### Material for the task
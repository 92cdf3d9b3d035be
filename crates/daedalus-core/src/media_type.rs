//! Media type helpers.
//!
//! A request `Content-Type` is reduced to its essence (`type/subtype`,
//! lowercase, parameters dropped) and matched against the media types an
//! operation declares, which may use `type/*` or `*/*` wildcards.

use indexmap::IndexMap;

/// Reduces a media type to `type/subtype`, lowercased and without parameters.
///
/// ```
/// use daedalus_core::media_type::essence;
///
/// assert_eq!(essence("Application/JSON; charset=utf-8"), "application/json");
/// ```
#[must_use]
pub fn essence(media_type: &str) -> String {
    media_type
        .split(';')
        .next()
        .unwrap_or_default()
        .trim()
        .to_ascii_lowercase()
}

/// Returns `true` if the media type is JSON (`application/json` or `*+json`).
#[must_use]
pub fn is_json(media_type: &str) -> bool {
    let essence = essence(media_type);
    essence == "application/json" || essence.ends_with("+json")
}

/// Returns `true` if the media type is an urlencoded form.
#[must_use]
pub fn is_form(media_type: &str) -> bool {
    essence(media_type) == "application/x-www-form-urlencoded"
}

/// Returns `true` if the declared `pattern` accepts the concrete `media_type`.
#[must_use]
pub fn matches(pattern: &str, media_type: &str) -> bool {
    let pattern = essence(pattern);
    let actual = essence(media_type);
    if pattern == "*/*" || pattern == actual {
        return true;
    }
    match (pattern.split_once('/'), actual.split_once('/')) {
        (Some((pattern_type, "*")), Some((actual_type, _))) => pattern_type == actual_type,
        _ => false,
    }
}

/// Picks the declared media type that best matches a request `Content-Type`.
///
/// Exact matches win over `type/*`, which wins over `*/*`. Among equally
/// specific candidates the first declared one is used.
pub fn pick<'a, T>(
    content_type: &str,
    declared: &'a IndexMap<String, T>,
) -> Option<(&'a str, &'a T)> {
    let actual = essence(content_type);
    if actual.is_empty() {
        return None;
    }
    declared
        .iter()
        .filter(|(pattern, _)| matches(pattern, &actual))
        .min_by_key(|(pattern, _)| specificity(pattern))
        .map(|(pattern, value)| (pattern.as_str(), value))
}

fn specificity(pattern: &str) -> u8 {
    let pattern = essence(pattern);
    if pattern == "*/*" {
        2
    } else if pattern.ends_with("/*") {
        1
    } else {
        0
    }
}

#[cfg(test)]
mod tests {
    use super::*;

    fn declared(types: &[&str]) -> IndexMap<String, usize> {
        types
            .iter()
            .enumerate()
            .map(|(i, t)| ((*t).to_string(), i))
            .collect()
    }

    #[test]
    fn test_essence_strips_parameters() {
        assert_eq!(essence("text/plain;charset=UTF-8"), "text/plain");
        assert_eq!(essence("  application/json "), "application/json");
        assert_eq!(essence(""), "");
    }

    #[test]
    fn test_is_json() {
        assert!(is_json("application/json"));
        assert!(is_json("application/problem+json; charset=utf-8"));
        assert!(!is_json("text/plain"));
    }

    #[test]
    fn test_wildcards() {
        assert!(matches("*/*", "image/png"));
        assert!(matches("text/*", "text/csv"));
        assert!(!matches("text/*", "application/json"));
        assert!(!matches("application/json", "application/xml"));
    }

    #[test]
    fn test_pick_prefers_exact_match() {
        let candidates = declared(&["*/*", "text/*", "text/plain"]);
        let (picked, index) = pick("text/plain; charset=utf-8", &candidates).unwrap();
        assert_eq!(picked, "text/plain");
        assert_eq!(*index, 2);

        let (picked, _) = pick("text/csv", &candidates).unwrap();
        assert_eq!(picked, "text/*");

        let (picked, _) = pick("image/png", &candidates).unwrap();
        assert_eq!(picked, "*/*");
    }

    #[test]
    fn test_pick_without_match() {
        let candidates = declared(&["application/json"]);
        assert!(pick("text/plain", &candidates).is_none());
        assert!(pick("", &candidates).is_none());
    }

    mod props {
        use super::*;
        use proptest::prelude::*;

        proptest! {
            #[test]
            fn essence_is_idempotent(media_type in "[ -~]{0,40}") {
                let once = essence(&media_type);
                prop_assert_eq!(essence(&once), once.clone());
                prop_assert!(!once.contains(';'));
            }

            #[test]
            fn catch_all_matches_everything(
                kind in "[a-z]{1,10}",
                subtype in "[a-z+.-]{1,12}",
                param in "[a-z]{0,8}",
            ) {
                let media_type = format!("{kind}/{subtype}; {param}");
                prop_assert!(matches("*/*", &media_type));
                let kind_wildcard = format!("{kind}/*");
                prop_assert!(matches(&kind_wildcard, &media_type));
                prop_assert!(matches(&media_type, &media_type));
            }
        }
    }
}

### Instructions for the task
Pull every line with the string "picked" from the data above.

### Response for this exercise
        let (picked, index) = pick("text/plain; charset=utf-8", &candidates).unwrap();
        assert_eq!(picked, "text/plain");
        let (picked, _) = pick("text/csv", &candidates).unwrap();
        assert_eq!(picked, "text/*");
        let (picked, _) = pick("image/png", &candidates).unwrap();
        assert_eq!(picked, "*/*");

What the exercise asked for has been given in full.